La enfermedad de von Willebrand (EvW) se debe a un defecto, cuali o cuantitativo de la molécula del factor von Willebrand (VWF). Bajos niveles de VWF:Ag sugieren la EvW pero no distinguen los subtipos, por lo cual es necesario determinar también la funcionalidad del VWF para completar el diagnóstico. El método de referencia para estudiar la función del VWF es el ensayo del cofactor de ristocetina (VWF:RCo), basado en la habilidad del VWF para inducir la aglutinación de las plaquetas en presencia de ristocetina. Recientemente se han desarrollado métodos automatizados para determinar la actividad de cofactor de ristocetina. El objetivo fue evaluar el comportamiento del ensayo inmunoturbidimétrico automatizado VWF:RCo con el ensayo de actividad de VWF (VWF:Act) utilizado como screening de la EvW y con el ensayo tradicional de VWF:RCo por agregometría. La precisión intraensayo fue 3,1% y la precisión interensayo evaluada con el control normal fue de 3,2% mientras que con el control patológico se obtuvo un coeficiente de variación de 5,1%. Cuando se compararon los resultados de VWF:Act y VWF:RCo inmunoturbidimétrico en 60 pacientes, el coeficiente de correlación fue 0,96 con un bias -3,5%. En un subgrupo de 30 pacientes se comparó el VWF:Rco determinado por agregación y automatizada, y se obtuvo una correlación de 0,90 con un bias de 18,9%. Los valores de vWRCO obtenidos fueron, con un error total máximo permitido de 15%, estadísticamente comparables con aquellos determinados por el método VWF:Act y los valores de VWF:RCo obtenidos por agregometría en los pacientes estudiados.
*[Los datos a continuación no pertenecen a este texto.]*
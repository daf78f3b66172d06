use futures_core::future::BoxFuture;
use std::fmt;
use std::future::{Future, IntoFuture};

/// 事件处理器的返回值
///
/// 同步处理器直接返回值（转换为 `Done`），异步处理器返回 `Pending`。
/// 两者都可以直接 `.await` 得到处理器的结果。
#[must_use = "await the reply to wait for deferred handlers"]
pub enum Reply<R = ()> {
    Done(R),
    Pending(BoxFuture<'static, R>),
}

impl<R> Reply<R> {
    pub fn deferred(fut: impl Future<Output = R> + Send + 'static) -> Self {
        Self::Pending(Box::pin(fut))
    }

    pub fn is_pending(&self) -> bool {
        matches!(self, Self::Pending(_))
    }

    /// 已完成时取出结果；仍在等待时返回 `None`
    pub fn ready(self) -> Option<R> {
        match self {
            Self::Done(value) => Some(value),
            Self::Pending(_) => None,
        }
    }
}

impl<R> From<R> for Reply<R> {
    fn from(value: R) -> Self {
        Self::Done(value)
    }
}

impl<R: Send + 'static> IntoFuture for Reply<R> {
    type Output = R;
    type IntoFuture = BoxFuture<'static, R>;

    fn into_future(self) -> Self::IntoFuture {
        match self {
            Self::Done(value) => Box::pin(std::future::ready(value)),
            Self::Pending(fut) => fut,
        }
    }
}

impl<R: fmt::Debug> fmt::Debug for Reply<R> {
    fn fmt(&self, f: &mut fmt::Formatter<'_>) -> fmt::Result {
        match self {
            Self::Done(value) => f.debug_tuple("Done").field(value).finish(),
            Self::Pending(_) => f.write_str("Pending"),
        }
    }
}
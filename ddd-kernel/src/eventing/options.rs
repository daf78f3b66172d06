use bon::Builder;

/// 事件选项
#[derive(Builder, Debug, Clone, Copy, PartialEq, Eq)]
pub struct EventOptions {
    /// 优先级，数值越小越先分发
    #[builder(default = EventOptions::DEFAULT_PRIORITY)]
    pub priority: u8,
}

impl EventOptions {
    pub const DEFAULT_PRIORITY: u8 = 2;
}

impl Default for EventOptions {
    fn default() -> Self {
        Self {
            priority: Self::DEFAULT_PRIORITY,
        }
    }
}
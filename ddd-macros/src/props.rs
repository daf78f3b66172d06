use crate::attrs::{ContainerAttrs, FieldAttrs};
use proc_macro2::TokenStream;
use quote::{format_ident, quote};
use syn::spanned::Spanned;
use syn::{Data, DeriveInput, Fields, LitStr, Result};

/// #[derive(Props)] 宏实现
/// - 仅支持非泛型的具名字段结构体
/// - 生成 `Props` 实现与每个字段的 `Field` 常量
pub(crate) fn expand(input: DeriveInput) -> Result<TokenStream> {
    let ident = &input.ident;

    if !input.generics.params.is_empty() {
        return Err(syn::Error::new(
            input.generics.span(),
            "#[derive(Props)] does not support generic structs",
        ));
    }

    let fields = match &input.data {
        Data::Struct(data) => match &data.fields {
            Fields::Named(named) => &named.named,
            other => {
                return Err(syn::Error::new(
                    other.span(),
                    "#[derive(Props)] only supports structs with named fields",
                ));
            }
        },
        _ => {
            return Err(syn::Error::new(
                ident.span(),
                "#[derive(Props)] only supports structs",
            ));
        }
    };

    let container = ContainerAttrs::from_attrs(&input.attrs)?;
    let kind = container
        .kind
        .unwrap_or_else(|| LitStr::new(&default_kind(&ident.to_string()), ident.span()));

    let mut bag_entries = Vec::new();
    let mut consts = Vec::new();

    for field in fields {
        let attrs = FieldAttrs::from_attrs(&field.attrs)?;
        let Some(name) = field.ident.as_ref() else {
            continue;
        };
        let bare = name.to_string().trim_start_matches("r#").to_string();
        let key = attrs
            .rename
            .unwrap_or_else(|| LitStr::new(&bare, name.span()));
        let const_ident = format_ident!("{}", bare.to_uppercase(), span = name.span());
        let ty = &field.ty;
        let vis = &field.vis;

        if !attrs.skip {
            bag_entries.push(quote! {
                (
                    ::std::borrow::Cow::Borrowed(#key),
                    ::ddd_kernel::Describe::describe(&self.#name),
                )
            });
        }

        consts.push(quote! {
            #vis const #const_ident: ::ddd_kernel::Field<Self, #ty> = {
                fn get(props: &#ident) -> &#ty {
                    &props.#name
                }
                fn get_mut(props: &mut #ident) -> &mut #ty {
                    &mut props.#name
                }
                ::ddd_kernel::Field::new(#key, get, get_mut)
            };
        });
    }

    let validate = container.validate.map(|path| {
        quote! {
            fn validate(
                &self,
                validator: &dyn ::ddd_kernel::Validator,
            ) -> ::ddd_kernel::DomainResult<()> {
                #path(self, validator)
            }
        }
    });

    Ok(quote! {
        impl ::ddd_kernel::Props for #ident {
            const KIND: &'static str = #kind;

            fn attributes(&self) -> ::ddd_kernel::Bag<'_> {
                ::std::vec![#(#bag_entries),*]
            }

            #validate
        }

        impl #ident {
            #(#consts)*
        }
    })
}

// 结构体名去掉末尾的 Props，例如 UserProps -> User
fn default_kind(name: &str) -> String {
    match name.strip_suffix("Props") {
        Some(stem) if !stem.is_empty() => stem.to_string(),
        _ => name.to_string(),
    }
}
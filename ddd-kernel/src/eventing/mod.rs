//! 本地事件发射器（eventing）
//!
//! `PriorityEventEmitter` 持有一个不可变载荷与一组具名事件：
//! - 同名事件后注册者覆盖先注册者；
//! - `dispatch_event` 分发单个事件，`dispatch_events` 按优先级（升序）分发全部事件；
//! - 分发即移除，并累计分发次数（清空/移除不会回退计数）。
//!
//! 处理器为普通闭包：同步处理器直接返回结果，异步处理器返回
//! `Reply::deferred(future)`。`dispatch_event` 给出单个处理器的 `Reply`，
//! `dispatch_events` 按分发顺序收集全部结果，调用方可 `.await` 等待。
//!
mod emitter;
mod options;
mod reply;

pub use emitter::{Callback, DispatchArgs, EmitterMetrics, EventDescriptor, PriorityEventEmitter};
pub use options::EventOptions;
pub use reply::Reply;
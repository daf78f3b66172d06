use super::{EventOptions, Reply};
use crate::error::{DomainError, DomainResult};
use futures_util::future::join_all;
use serde_json::Value;
use std::fmt;
use std::future::IntoFuture;
use std::sync::Arc;

/// 事件回调（类型擦除后的处理器）
pub type Callback<T, R = ()> = Arc<dyn Fn(&T, &DispatchArgs<T, R>) -> Reply<R> + Send + Sync>;

/// 已登记事件的描述
pub struct EventDescriptor<T, R = ()> {
    pub event_name: String,
    pub handler: Callback<T, R>,
    pub options: EventOptions,
}

impl<T, R> Clone for EventDescriptor<T, R> {
    fn clone(&self) -> Self {
        Self {
            event_name: self.event_name.clone(),
            handler: self.handler.clone(),
            options: self.options,
        }
    }
}

impl<T, R> fmt::Debug for EventDescriptor<T, R> {
    fn fmt(&self, f: &mut fmt::Formatter<'_>) -> fmt::Result {
        f.debug_struct("EventDescriptor")
            .field("event_name", &self.event_name)
            .field("options", &self.options)
            .finish_non_exhaustive()
    }
}

/// 分发时传给处理器的第二个参数：事件描述与调用方附带的额外参数
#[derive(Debug, Clone)]
pub struct DispatchArgs<T, R = ()> {
    pub descriptor: EventDescriptor<T, R>,
    pub extra: Vec<Value>,
}

/// 计数快照
#[derive(Debug, Clone, Copy, PartialEq, Eq, Default)]
pub struct EmitterMetrics {
    total_events: usize,
    total_dispatched: u64,
}

impl EmitterMetrics {
    /// 待分发事件数
    pub fn total_events(&self) -> usize {
        self.total_events
    }

    /// 累计分发次数
    pub fn total_dispatched(&self) -> u64 {
        self.total_dispatched
    }
}

/// 按优先级分发的本地事件发射器
///
/// `T` 为载荷类型，`R` 为处理器的返回值类型（默认 `()`）。
pub struct PriorityEventEmitter<T, R = ()> {
    payload: T,
    // 按登记顺序排列
    events: Vec<EventDescriptor<T, R>>,
    total_dispatched: u64,
}

impl<T, R> PriorityEventEmitter<T, R>
where
    T: 'static,
    R: Send + 'static,
{
    pub fn new(payload: T) -> Self {
        Self {
            payload,
            events: Vec::new(),
            total_dispatched: 0,
        }
    }

    pub fn payload(&self) -> &T {
        &self.payload
    }

    /// 以默认选项登记事件
    pub fn add_event<F, O>(&mut self, event_name: &str, handler: F) -> DomainResult<()>
    where
        F: Fn(&T, &DispatchArgs<T, R>) -> O + Send + Sync + 'static,
        O: Into<Reply<R>>,
    {
        self.add_event_with(event_name, handler, EventOptions::default())
    }

    /// 登记事件；同名事件被替换，替换后的事件排在最新的登记位置
    pub fn add_event_with<F, O>(
        &mut self,
        event_name: &str,
        handler: F,
        options: EventOptions,
    ) -> DomainResult<()>
    where
        F: Fn(&T, &DispatchArgs<T, R>) -> O + Send + Sync + 'static,
        O: Into<Reply<R>>,
    {
        if event_name.is_empty() {
            return Err(DomainError::InvalidEventName { call: "add_event" });
        }

        let replaced = self.take(event_name).is_some();
        self.events.push(EventDescriptor {
            event_name: event_name.to_string(),
            handler: Arc::new(move |payload: &T, args: &DispatchArgs<T, R>| -> Reply<R> {
                handler(payload, args).into()
            }),
            options,
        });
        tracing::trace!(event = event_name, priority = options.priority, replaced, "event added");
        Ok(())
    }

    pub fn remove_event(&mut self, event_name: &str) -> bool {
        self.take(event_name).is_some()
    }

    /// 清空待分发事件（不影响累计分发次数）
    pub fn clear_events(&mut self) {
        self.events.clear();
    }

    /// 分发单个事件，返回处理器的结果；未登记时为空操作并返回 `None`
    pub fn dispatch_event(&mut self, event_name: &str, extra: Vec<Value>) -> Option<Reply<R>> {
        match self.take(event_name) {
            Some(descriptor) => Some(self.fire(descriptor, extra)),
            None => {
                tracing::trace!(event = event_name, "no such event");
                None
            }
        }
    }

    /// 按优先级升序（同优先级按登记顺序）分发全部事件
    ///
    /// 全部事件在调用时即被移除并计数。结果按分发顺序收集：
    /// 全部为同步结果时直接完成，否则在所有异步处理器完成后完成。
    pub fn dispatch_events(&mut self) -> Reply<Vec<R>> {
        let mut batch = std::mem::take(&mut self.events);
        batch.sort_by_key(|e| e.options.priority);

        let replies: Vec<Reply<R>> = batch
            .into_iter()
            .map(|descriptor| self.fire(descriptor, Vec::new()))
            .collect();

        if !replies.iter().any(Reply::is_pending) {
            return Reply::Done(replies.into_iter().filter_map(Reply::ready).collect());
        }
        Reply::deferred(join_all(replies.into_iter().map(IntoFuture::into_future)))
    }

    pub fn metrics(&self) -> EmitterMetrics {
        EmitterMetrics {
            total_events: self.events.len(),
            total_dispatched: self.total_dispatched,
        }
    }

    fn take(&mut self, event_name: &str) -> Option<EventDescriptor<T, R>> {
        let pos = self.events.iter().position(|e| e.event_name == event_name)?;
        Some(self.events.remove(pos))
    }

    fn fire(&mut self, descriptor: EventDescriptor<T, R>, extra: Vec<Value>) -> Reply<R> {
        self.total_dispatched += 1;
        tracing::trace!(
            event = %descriptor.event_name,
            priority = descriptor.options.priority,
            "dispatching event"
        );
        let handler = descriptor.handler.clone();
        let args = DispatchArgs { descriptor, extra };
        handler(&self.payload, &args)
    }
}

impl<T: fmt::Debug, R> fmt::Debug for PriorityEventEmitter<T, R> {
    fn fmt(&self, f: &mut fmt::Formatter<'_>) -> fmt::Result {
        f.debug_struct("PriorityEventEmitter")
            .field("payload", &self.payload)
            .field("events", &self.events)
            .field("total_dispatched", &self.total_dispatched)
            .finish()
    }
}
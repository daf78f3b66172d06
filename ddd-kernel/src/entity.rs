//! 实体（Entity）
//!
//! 标识 + 可变属性袋 + 自动维护的 `created_at` / `updated_at`：
//! - `created_at` 在创建时确定（来自输入或当前时间），此后不再变化；
//! - 任意属性的成功修改都会把 `updated_at` 推进到一个严格更晚的时间；
//! - 标识由调用方提供或自动生成，自动生成时 `is_new()` 为真；
//! - `id`、`created_at`、`updated_at` 为实体占用的属性键，属性袋不能再使用。
//!
use crate::auto_mapper::{AutoMapper, Describe, Plain, Shape};
use crate::error::{DomainError, DomainResult};
use crate::id::Id;
use crate::props::{Field, Props};
use crate::validator::{Validator, default_validator};
use bon::{Builder, bon};
use chrono::{DateTime, TimeDelta, Utc};
use std::borrow::Cow;
use std::sync::Arc;

/// 实体自身占用的属性键
const RESERVED_KEYS: [&str; 3] = ["id", "created_at", "updated_at"];

/// 实体/聚合的行为配置
#[derive(Builder, Debug, Clone, Copy, Default, PartialEq, Eq)]
pub struct Settings {
    /// 禁用 `set` / `change`（只读实体）
    #[builder(default)]
    pub disable_setters: bool,
}

/// 具备标识与时间戳的实体
#[derive(Debug, Clone, PartialEq)]
pub struct Entity<P: Props> {
    id: Id,
    props: P,
    created_at: DateTime<Utc>,
    updated_at: DateTime<Utc>,
    is_new: bool,
    settings: Settings,
}

#[bon]
impl<P: Props> Entity<P> {
    /// 完整构造：可选标识、时间戳、配置与校验器（默认 `DefaultValidator`）
    #[builder]
    pub fn new(
        props: P,
        id: Option<Id>,
        created_at: Option<DateTime<Utc>>,
        updated_at: Option<DateTime<Utc>>,
        #[builder(default)] settings: Settings,
        validator: Option<Arc<dyn Validator>>,
    ) -> DomainResult<Self> {
        let validator = validator.unwrap_or_else(default_validator);
        props.validate(&*validator)?;

        let reserved = props
            .attributes()
            .into_iter()
            .map(|(key, _)| key)
            .find(|key| RESERVED_KEYS.contains(&key.as_ref()))
            .map(Cow::into_owned);
        if let Some(key) = reserved {
            return Err(DomainError::invalid_props(
                P::KIND,
                format!("attribute key `{key}` is reserved"),
            ));
        }

        let now = Utc::now();
        let created_at = created_at.unwrap_or(now);
        let is_new = id.is_none();

        Ok(Self {
            id: id.unwrap_or_else(Id::generate),
            props,
            created_at,
            updated_at: updated_at.unwrap_or(created_at),
            is_new,
            settings,
        })
    }
}

impl<P: Props> Entity<P> {
    /// 以自动生成的标识创建
    pub fn create(props: P) -> DomainResult<Self> {
        Self::builder().props(props).build()
    }

    /// 以调用方提供的标识创建
    pub fn create_with_id(props: P, id: impl Into<Id>) -> DomainResult<Self> {
        Self::builder().props(props).id(id.into()).build()
    }

    pub fn id(&self) -> &Id {
        &self.id
    }

    /// 标识是否为自动生成
    pub fn is_new(&self) -> bool {
        self.is_new
    }

    pub fn created_at(&self) -> DateTime<Utc> {
        self.created_at
    }

    pub fn updated_at(&self) -> DateTime<Utc> {
        self.updated_at
    }

    pub fn settings(&self) -> Settings {
        self.settings
    }

    pub fn props(&self) -> &P {
        &self.props
    }

    pub fn get<T>(&self, field: Field<P, T>) -> &T {
        field.get(&self.props)
    }

    /// `entity.set(Field).to(value)`，返回实体以便链式调用
    pub fn set<T>(&mut self, field: Field<P, T>) -> Setter<'_, Self, T> {
        Setter::new(self, field)
    }

    /// 直接修改属性
    pub fn change<T>(&mut self, field: Field<P, T>, value: T) -> &mut Self {
        self.set(field).to(value)
    }

    /// 签名：`[Entity@<Kind>]:<id>`
    pub fn hash_code(&self) -> String {
        format!("[Entity@{}]:{}", P::KIND, self.id)
    }

    /// 同一标识且属性相等（忽略时间戳）
    pub fn is_equal(&self, other: &Self) -> bool {
        self.id == other.id && self.props == other.props
    }

    pub fn to_object(&self) -> Plain {
        AutoMapper::new().entity_to_obj(self)
    }

    /// 按属性键读取扁平化后的单个属性（含 `id`、`created_at`、`updated_at`）
    pub fn attribute(&self, key: &str) -> Option<Plain> {
        let mapper = AutoMapper::new();
        self.bag()
            .into_iter()
            .find(|(k, _)| k == key)
            .map(|(_, shape)| mapper.flatten(shape))
    }

    /// 写入属性并推进 `updated_at`；setters 被禁用时返回错误且不做修改
    pub(crate) fn write<T>(&mut self, field: Field<P, T>, value: T) -> DomainResult<()> {
        if self.settings.disable_setters {
            return Err(DomainError::SettersDisabled { kind: P::KIND });
        }
        field.replace(&mut self.props, value);
        self.touch();
        Ok(())
    }

    /// 以快照整体替换属性袋（历史回放）
    pub(crate) fn restore(&mut self, props: P, updated_at: DateTime<Utc>) {
        self.props = props;
        self.updated_at = updated_at;
    }

    fn touch(&mut self) {
        let now = Utc::now();
        self.updated_at = if now > self.updated_at {
            now
        } else {
            self.updated_at + TimeDelta::nanoseconds(1)
        };
    }

    pub(crate) fn bag(&self) -> Vec<(Cow<'_, str>, Shape<'_>)> {
        let mut bag = Vec::with_capacity(3);
        bag.push((Cow::Borrowed("id"), self.id.describe()));
        bag.extend(self.props.attributes());
        bag.push((Cow::Borrowed("created_at"), self.created_at.describe()));
        bag.push((Cow::Borrowed("updated_at"), self.updated_at.describe()));
        bag
    }
}

impl<P: Props> Describe for Entity<P> {
    fn describe(&self) -> Shape<'_> {
        Shape::Entity(self.bag())
    }
}

/// 可被 `Setter` 写入的属性存储（实体与聚合）
pub trait Attributes {
    type Props: Props;

    /// 写入单个属性；失败时不产生任何修改
    fn write_attribute<T>(&mut self, field: Field<Self::Props, T>, value: T) -> DomainResult<()>;
}

impl<P: Props> Attributes for Entity<P> {
    type Props = P;

    fn write_attribute<T>(&mut self, field: Field<P, T>, value: T) -> DomainResult<()> {
        self.write(field, value)
    }
}

/// `set(field)` 返回的写入器
#[must_use = "call `.to(value)` to apply the change"]
pub struct Setter<'a, S: Attributes + ?Sized, T> {
    target: &'a mut S,
    field: Field<S::Props, T>,
}

impl<'a, S: Attributes + ?Sized, T> Setter<'a, S, T> {
    pub(crate) fn new(target: &'a mut S, field: Field<S::Props, T>) -> Self {
        Self { target, field }
    }

    /// 写入新值并返回目标，便于继续链式调用；setters 被禁用时为空操作
    pub fn to(self, value: T) -> &'a mut S {
        if let Err(err) = self.target.write_attribute(self.field, value) {
            tracing::warn!(attribute = self.field.name(), %err, "attribute change ignored");
        }
        self.target
    }

    /// 先用 `check` 校验新值，通过后再写入
    pub fn try_to(self, value: T, check: impl FnOnce(&T) -> bool) -> DomainResult<&'a mut S> {
        if !check(&value) {
            return Err(DomainError::invalid_value(format!(
                "rejected value for attribute `{}`",
                self.field.name()
            )));
        }
        self.target.write_attribute(self.field, value)?;
        Ok(self.target)
    }
}

#[cfg(test)]
mod tests {
    use super::*;
    use crate::outcome::Outcome;
    use crate::value_object::ValueObject;
    use ddd_macros::Props;
    use serde_json::json;

    #[derive(Debug, Clone, PartialEq, Props)]
    struct NameProps {
        value: String,
    }

    #[derive(Debug, Clone, PartialEq, Props)]
    #[props(validate = Self::check)]
    struct UserProps {
        name: String,
        age: u32,
        nick: ValueObject<NameProps>,
        notes: Vec<i32>,
    }

    impl UserProps {
        fn check(&self, _validator: &dyn Validator) -> DomainResult<()> {
            if self.name.is_empty() {
                return Err(DomainError::invalid_props(<Self as Props>::KIND, "name is required"));
            }
            Ok(())
        }
    }

    fn props(name: &str) -> UserProps {
        UserProps {
            name: name.into(),
            age: 21,
            nick: ValueObject::create(NameProps {
                value: "jd".into(),
            })
            .unwrap(),
            notes: vec![1, 2, 3],
        }
    }

    #[test]
    fn create_generates_identity_and_timestamps() {
        let user = Entity::create(props("Jane")).unwrap();
        assert!(user.is_new());
        assert_eq!(user.created_at(), user.updated_at());
        assert_eq!(user.get(UserProps::NAME), "Jane");
    }

    #[test]
    fn create_with_id_is_not_new() {
        let user = Entity::create_with_id(props("Jane"), "1519cb69").unwrap();
        assert!(!user.is_new());
        assert_eq!(user.id().value(), "1519cb69");
        assert_eq!(user.hash_code(), "[Entity@User]:1519cb69");
    }

    #[test]
    fn create_fails_when_validation_fails() {
        let result = Entity::create(props(""));
        assert!(result.is_failure());
        assert!(matches!(
            result.unwrap_err(),
            DomainError::InvalidProps { kind: "User", .. }
        ));
    }

    #[test]
    fn mutation_surfaces_are_equivalent_and_chain() {
        let mut user = Entity::create(props("Jane")).unwrap();
        user.set(UserProps::AGE).to(18).set(UserProps::NAME).to("Anne".into());
        assert_eq!(*user.get(UserProps::AGE), 18);
        assert_eq!(user.get(UserProps::NAME), "Anne");

        user.change(UserProps::AGE, 21).change(UserProps::NAME, "Louse".into());
        assert_eq!(*user.get(UserProps::AGE), 21);
        assert_eq!(user.get(UserProps::NAME), "Louse");
    }

    #[test]
    fn updated_at_advances_and_created_at_is_fixed() {
        let at: DateTime<Utc> = "2022-01-01T03:00:00Z".parse().unwrap();
        let mut user = Entity::builder()
            .props(props("Leticia"))
            .created_at(at)
            .updated_at(at)
            .build()
            .unwrap();
        assert_eq!(user.updated_at(), at);

        user.set(UserProps::NAME).to("Lana".into());
        let first = user.updated_at();
        assert!(first > at);

        user.change(UserProps::AGE, 30);
        assert!(user.updated_at() > first);
        assert_eq!(user.created_at(), at);
    }

    #[test]
    fn try_to_rejects_without_touching_state() {
        let mut user = Entity::create(props("Jane")).unwrap();
        let before = user.updated_at();

        let err = user
            .set(UserProps::AGE)
            .try_to(200, |age| *age < 130)
            .unwrap_err();
        assert!(matches!(err, DomainError::InvalidValue { .. }));
        assert_eq!(*user.get(UserProps::AGE), 21);
        assert_eq!(user.updated_at(), before);

        user.set(UserProps::AGE).try_to(40, |age| *age < 130).unwrap();
        assert_eq!(*user.get(UserProps::AGE), 40);
    }

    #[test]
    fn disabled_setters_make_mutation_a_no_op() {
        let mut user = Entity::builder()
            .props(props("Jane"))
            .settings(Settings::builder().disable_setters(true).build())
            .build()
            .unwrap();

        user.change(UserProps::NAME, "Anne".into());
        assert_eq!(user.get(UserProps::NAME), "Jane");
        assert!(matches!(
            user.set(UserProps::AGE).try_to(1, |_| true),
            Err(DomainError::SettersDisabled { kind: "User" })
        ));
    }

    #[derive(Debug, Clone, PartialEq, Props)]
    #[props(kind = "Member", validate = Self::check)]
    struct MemberProps {
        age: u32,
    }

    impl MemberProps {
        fn check(&self, validator: &dyn Validator) -> DomainResult<()> {
            if validator.number(f64::from(self.age)).is_between(18.0, 65.0) {
                Ok(())
            } else {
                Err(DomainError::invalid_value("age out of range"))
            }
        }
    }

    #[derive(Debug)]
    struct Inclusive;

    impl Validator for Inclusive {
        fn is_between(&self, value: f64, min: f64, max: f64) -> bool {
            value >= min && value <= max
        }
    }

    #[test]
    fn builder_uses_the_injected_validator() {
        assert!(Entity::create(MemberProps { age: 18 }).is_failure());

        let member = Entity::builder()
            .props(MemberProps { age: 18 })
            .validator(Arc::new(Inclusive))
            .build()
            .unwrap();
        assert_eq!(*member.get(MemberProps::AGE), 18);
    }

    #[derive(Debug, Clone, PartialEq, Props)]
    struct ShadowProps {
        name: String,
        #[props(rename = "created_at")]
        opened_at: String,
    }

    #[derive(Debug, Clone, PartialEq, Props)]
    struct IdProps {
        id: u32,
    }

    #[test]
    fn reserved_attribute_keys_are_rejected() {
        let err = Entity::create(ShadowProps {
            name: "Jane".into(),
            opened_at: "yesterday".into(),
        })
        .unwrap_err();
        assert_eq!(
            err.to_string(),
            "invalid props: kind=Shadow, reason=attribute key `created_at` is reserved"
        );
        assert!(Entity::create(IdProps { id: 7 }).is_failure());
        assert!(ValueObject::create(IdProps { id: 7 }).is_success());
    }

    #[test]
    fn is_equal_ignores_timestamps() {
        let a = Entity::create_with_id(props("Jane"), "same").unwrap();
        let mut b = Entity::create_with_id(props("Jane"), "same").unwrap();
        assert!(a.is_equal(&b));
        b.change(UserProps::AGE, 99);
        assert!(!a.is_equal(&b));
    }

    #[test]
    fn to_object_flattens_full_bag() {
        let user = Entity::create_with_id(props("Jane"), "u-1").unwrap();
        let obj = user.to_object();

        assert_eq!(obj["id"], Plain::from("u-1"));
        assert_eq!(obj["nick"], Plain::from("jd"));
        assert_eq!(obj["notes"].to_json(), json!([1, 2, 3]));
        assert!(obj["created_at"].as_date().is_some());
        assert!(obj["updated_at"].as_date().is_some());
        assert_eq!(user.attribute("age"), Some(Plain::from(21)));
        assert_eq!(user.attribute("id"), Some(Plain::from("u-1")));
    }
}
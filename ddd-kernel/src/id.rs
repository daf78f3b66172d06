//! 标识（Identity）
//!
//! 不透明的唯一值包装，仅以底层字符串判断相等。生成由 `uuid` 负责，
//! 调用方提供的已有标识通过 `Id::from` 包装，两者包装后不再区分。
//!
use crate::error::DomainResult;
use serde::{Deserialize, Serialize};
use std::{convert::Infallible, fmt, str::FromStr};
use uuid::Uuid;

#[derive(Debug, Clone, PartialEq, Eq, Hash, PartialOrd, Ord, Serialize, Deserialize)]
#[serde(transparent)]
pub struct Id(String);

impl Id {
    /// 生成新的标识（UUID v4）
    pub fn generate() -> Self {
        Self(Uuid::new_v4().to_string())
    }

    /// 底层字符串
    pub fn value(&self) -> &str {
        &self.0
    }

    /// 按 UUID 解析底层字符串
    pub fn to_uuid(&self) -> DomainResult<Uuid> {
        Ok(Uuid::parse_str(&self.0)?)
    }

    pub fn into_inner(self) -> String {
        self.0
    }
}

impl fmt::Display for Id {
    fn fmt(&self, f: &mut fmt::Formatter<'_>) -> fmt::Result {
        f.write_str(&self.0)
    }
}

impl FromStr for Id {
    type Err = Infallible;

    fn from_str(s: &str) -> Result<Self, Self::Err> {
        Ok(Self(s.to_string()))
    }
}

impl From<&str> for Id {
    fn from(value: &str) -> Self {
        Self(value.to_string())
    }
}

impl From<String> for Id {
    fn from(value: String) -> Self {
        Self(value)
    }
}

impl From<Uuid> for Id {
    fn from(value: Uuid) -> Self {
        Self(value.to_string())
    }
}

impl AsRef<str> for Id {
    fn as_ref(&self) -> &str {
        &self.0
    }
}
Palabras clave: Factor von Willebrand; Cofactor de ristocetina; Factor von Willebrand antigénico; Métodos automatizados.

Summary

Von Willebrand disease (VWD) is caused by a defective qualitative or quantitative von Willebrand factor (VWF) molecule. Low VWF:Ag suggests but does not distinguish VWD subtypes. Therefore, it is also necessary to determine the functionality of VWF to complete the diagnosis. The reference method to study VWF function is the ristocetin cofactor assay (VWF:RCo) based on the VWF ability to induce platelet aggregation in the presence of ristocetin. Recently, automated methods for determining the activity of ristocetin cofactor have been developed. The aim of this study is to evaluate the performance of VWF:RCo automated immunoturbidimetric assay: with VWF activity assay (VWF:Act ) used as a screening of VWD and the traditional VWF:RCo test by aggregometry. Intra-assay precision was 3.1% and interassay precision was: 3.2% in normal control and 5.1% low control: When VWF:Act and immunoturbidimetric VWF:RCo results were compared in 60 patients, the correlation coefficient was 0.96 with a -3.5% bias. In a subset of 30 patients VWF:Rco was compared, determined by aggregation and in an automated manner, yielding a correlation of 0.90 with an 18.9% bias. VWO:Rco values obtained were –with a 15% allowable total error– statistically comparable with those determined by the VWF:Act method, and the VWF:RCo values determined by aggregometry in the patients studied.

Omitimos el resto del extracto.